▶ INFORMATION PROVIDED
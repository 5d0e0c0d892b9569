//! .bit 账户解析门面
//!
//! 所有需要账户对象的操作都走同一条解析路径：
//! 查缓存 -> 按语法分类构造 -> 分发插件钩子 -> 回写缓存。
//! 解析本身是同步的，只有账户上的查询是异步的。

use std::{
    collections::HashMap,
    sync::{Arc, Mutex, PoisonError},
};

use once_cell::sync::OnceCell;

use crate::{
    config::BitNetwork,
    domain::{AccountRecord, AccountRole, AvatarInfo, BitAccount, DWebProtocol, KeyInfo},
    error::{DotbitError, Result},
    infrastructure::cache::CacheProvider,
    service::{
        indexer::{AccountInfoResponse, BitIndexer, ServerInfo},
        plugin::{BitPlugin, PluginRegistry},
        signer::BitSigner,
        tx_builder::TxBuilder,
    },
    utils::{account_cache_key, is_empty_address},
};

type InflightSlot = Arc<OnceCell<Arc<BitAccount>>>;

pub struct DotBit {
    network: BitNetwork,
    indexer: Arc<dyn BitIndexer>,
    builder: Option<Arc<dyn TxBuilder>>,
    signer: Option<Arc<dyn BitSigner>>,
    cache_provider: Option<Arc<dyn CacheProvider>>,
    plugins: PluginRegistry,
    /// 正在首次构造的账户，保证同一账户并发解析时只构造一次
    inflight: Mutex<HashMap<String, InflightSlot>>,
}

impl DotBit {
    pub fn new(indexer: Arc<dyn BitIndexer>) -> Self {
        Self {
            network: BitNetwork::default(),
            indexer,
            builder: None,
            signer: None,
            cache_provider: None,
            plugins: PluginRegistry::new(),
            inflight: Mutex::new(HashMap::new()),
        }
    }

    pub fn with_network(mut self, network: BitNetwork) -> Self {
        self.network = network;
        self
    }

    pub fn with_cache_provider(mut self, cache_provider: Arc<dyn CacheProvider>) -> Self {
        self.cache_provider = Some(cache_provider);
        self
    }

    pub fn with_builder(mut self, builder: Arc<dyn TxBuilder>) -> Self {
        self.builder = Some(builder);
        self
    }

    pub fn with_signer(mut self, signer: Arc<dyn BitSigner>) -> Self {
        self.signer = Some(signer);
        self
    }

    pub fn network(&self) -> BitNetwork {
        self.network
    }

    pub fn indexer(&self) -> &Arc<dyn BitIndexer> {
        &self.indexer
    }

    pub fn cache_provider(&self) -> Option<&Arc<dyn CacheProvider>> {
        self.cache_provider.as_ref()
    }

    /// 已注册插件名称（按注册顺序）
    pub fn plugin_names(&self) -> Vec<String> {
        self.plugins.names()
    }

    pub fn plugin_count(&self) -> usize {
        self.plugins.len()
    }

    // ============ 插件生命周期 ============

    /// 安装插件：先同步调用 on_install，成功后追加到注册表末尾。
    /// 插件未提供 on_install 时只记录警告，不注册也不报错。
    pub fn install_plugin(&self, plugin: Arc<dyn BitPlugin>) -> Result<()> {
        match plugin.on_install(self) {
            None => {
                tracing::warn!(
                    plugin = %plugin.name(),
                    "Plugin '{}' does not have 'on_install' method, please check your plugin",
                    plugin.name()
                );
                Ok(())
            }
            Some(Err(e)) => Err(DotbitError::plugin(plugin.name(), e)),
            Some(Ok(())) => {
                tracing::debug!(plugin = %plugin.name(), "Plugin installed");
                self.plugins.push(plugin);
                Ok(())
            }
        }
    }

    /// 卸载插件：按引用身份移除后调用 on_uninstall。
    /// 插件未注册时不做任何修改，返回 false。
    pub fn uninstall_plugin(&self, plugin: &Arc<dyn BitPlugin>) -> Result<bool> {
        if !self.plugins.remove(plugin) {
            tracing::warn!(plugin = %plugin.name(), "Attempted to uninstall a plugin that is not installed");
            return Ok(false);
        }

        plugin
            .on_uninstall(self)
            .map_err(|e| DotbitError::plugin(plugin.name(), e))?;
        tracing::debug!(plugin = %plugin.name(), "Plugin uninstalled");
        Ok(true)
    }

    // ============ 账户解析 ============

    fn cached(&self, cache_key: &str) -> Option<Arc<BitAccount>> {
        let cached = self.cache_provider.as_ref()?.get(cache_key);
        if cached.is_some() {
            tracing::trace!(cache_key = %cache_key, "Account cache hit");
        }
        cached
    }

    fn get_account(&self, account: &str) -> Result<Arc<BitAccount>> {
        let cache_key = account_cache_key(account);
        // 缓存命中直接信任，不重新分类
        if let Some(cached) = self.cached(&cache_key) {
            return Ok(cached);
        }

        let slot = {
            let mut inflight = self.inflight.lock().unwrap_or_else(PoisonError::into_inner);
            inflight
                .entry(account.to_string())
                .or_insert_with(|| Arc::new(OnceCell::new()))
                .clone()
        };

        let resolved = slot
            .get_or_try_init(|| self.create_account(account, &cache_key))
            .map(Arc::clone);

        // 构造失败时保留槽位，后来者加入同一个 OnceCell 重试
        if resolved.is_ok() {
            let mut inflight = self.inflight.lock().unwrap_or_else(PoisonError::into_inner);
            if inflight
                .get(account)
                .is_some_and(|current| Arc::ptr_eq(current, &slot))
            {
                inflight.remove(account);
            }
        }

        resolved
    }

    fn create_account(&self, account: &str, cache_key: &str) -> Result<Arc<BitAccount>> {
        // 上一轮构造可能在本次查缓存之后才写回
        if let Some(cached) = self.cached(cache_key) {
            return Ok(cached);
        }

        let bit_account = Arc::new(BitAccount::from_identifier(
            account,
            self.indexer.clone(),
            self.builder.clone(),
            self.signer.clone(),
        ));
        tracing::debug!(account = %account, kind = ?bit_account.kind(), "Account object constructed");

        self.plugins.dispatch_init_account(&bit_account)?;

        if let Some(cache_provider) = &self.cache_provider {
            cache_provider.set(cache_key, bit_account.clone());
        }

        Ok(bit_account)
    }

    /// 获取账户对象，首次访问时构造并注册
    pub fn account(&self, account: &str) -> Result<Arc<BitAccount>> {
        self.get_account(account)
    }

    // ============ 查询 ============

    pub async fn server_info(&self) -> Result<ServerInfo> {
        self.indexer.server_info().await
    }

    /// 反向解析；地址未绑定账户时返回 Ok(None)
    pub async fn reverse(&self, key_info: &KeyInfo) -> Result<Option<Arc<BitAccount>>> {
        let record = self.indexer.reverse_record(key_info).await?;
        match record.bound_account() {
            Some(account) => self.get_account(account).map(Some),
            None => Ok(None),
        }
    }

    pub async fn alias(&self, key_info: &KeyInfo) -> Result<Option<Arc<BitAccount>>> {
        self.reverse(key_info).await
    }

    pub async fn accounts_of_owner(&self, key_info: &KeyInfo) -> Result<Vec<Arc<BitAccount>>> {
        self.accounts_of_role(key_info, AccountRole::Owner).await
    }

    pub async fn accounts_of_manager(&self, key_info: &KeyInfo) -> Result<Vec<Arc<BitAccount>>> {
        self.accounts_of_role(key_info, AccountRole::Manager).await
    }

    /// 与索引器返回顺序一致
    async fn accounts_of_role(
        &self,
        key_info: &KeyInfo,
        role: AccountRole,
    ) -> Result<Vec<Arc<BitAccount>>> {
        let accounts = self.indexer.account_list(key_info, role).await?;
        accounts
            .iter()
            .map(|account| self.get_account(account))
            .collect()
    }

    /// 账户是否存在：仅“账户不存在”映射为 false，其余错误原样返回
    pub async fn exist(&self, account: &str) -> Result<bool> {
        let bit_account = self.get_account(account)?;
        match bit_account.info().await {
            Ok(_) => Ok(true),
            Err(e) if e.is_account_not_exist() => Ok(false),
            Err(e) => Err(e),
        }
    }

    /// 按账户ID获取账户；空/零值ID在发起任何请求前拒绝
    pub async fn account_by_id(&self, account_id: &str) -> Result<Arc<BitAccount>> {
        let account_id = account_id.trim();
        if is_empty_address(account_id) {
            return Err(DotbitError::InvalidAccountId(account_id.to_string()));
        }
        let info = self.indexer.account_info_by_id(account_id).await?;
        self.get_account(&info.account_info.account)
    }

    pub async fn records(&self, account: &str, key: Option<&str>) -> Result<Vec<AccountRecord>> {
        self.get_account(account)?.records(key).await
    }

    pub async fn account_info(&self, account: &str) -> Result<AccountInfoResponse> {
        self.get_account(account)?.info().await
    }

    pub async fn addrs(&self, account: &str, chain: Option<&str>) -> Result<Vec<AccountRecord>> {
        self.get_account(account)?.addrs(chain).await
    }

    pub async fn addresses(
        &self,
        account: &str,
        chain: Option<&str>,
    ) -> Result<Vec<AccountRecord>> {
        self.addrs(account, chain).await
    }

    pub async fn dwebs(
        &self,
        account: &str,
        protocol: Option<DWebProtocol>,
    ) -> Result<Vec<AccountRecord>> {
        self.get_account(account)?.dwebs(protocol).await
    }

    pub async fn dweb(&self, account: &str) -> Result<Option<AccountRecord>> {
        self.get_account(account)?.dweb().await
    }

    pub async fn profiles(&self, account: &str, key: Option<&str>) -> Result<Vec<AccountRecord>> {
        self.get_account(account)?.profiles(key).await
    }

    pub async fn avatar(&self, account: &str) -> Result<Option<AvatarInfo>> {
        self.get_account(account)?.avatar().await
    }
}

▶ EXERCISE AIM
Work through the entries above and report the number of lines that include "InflightSlot", with nothing else.

▶ TASK ANSWER
2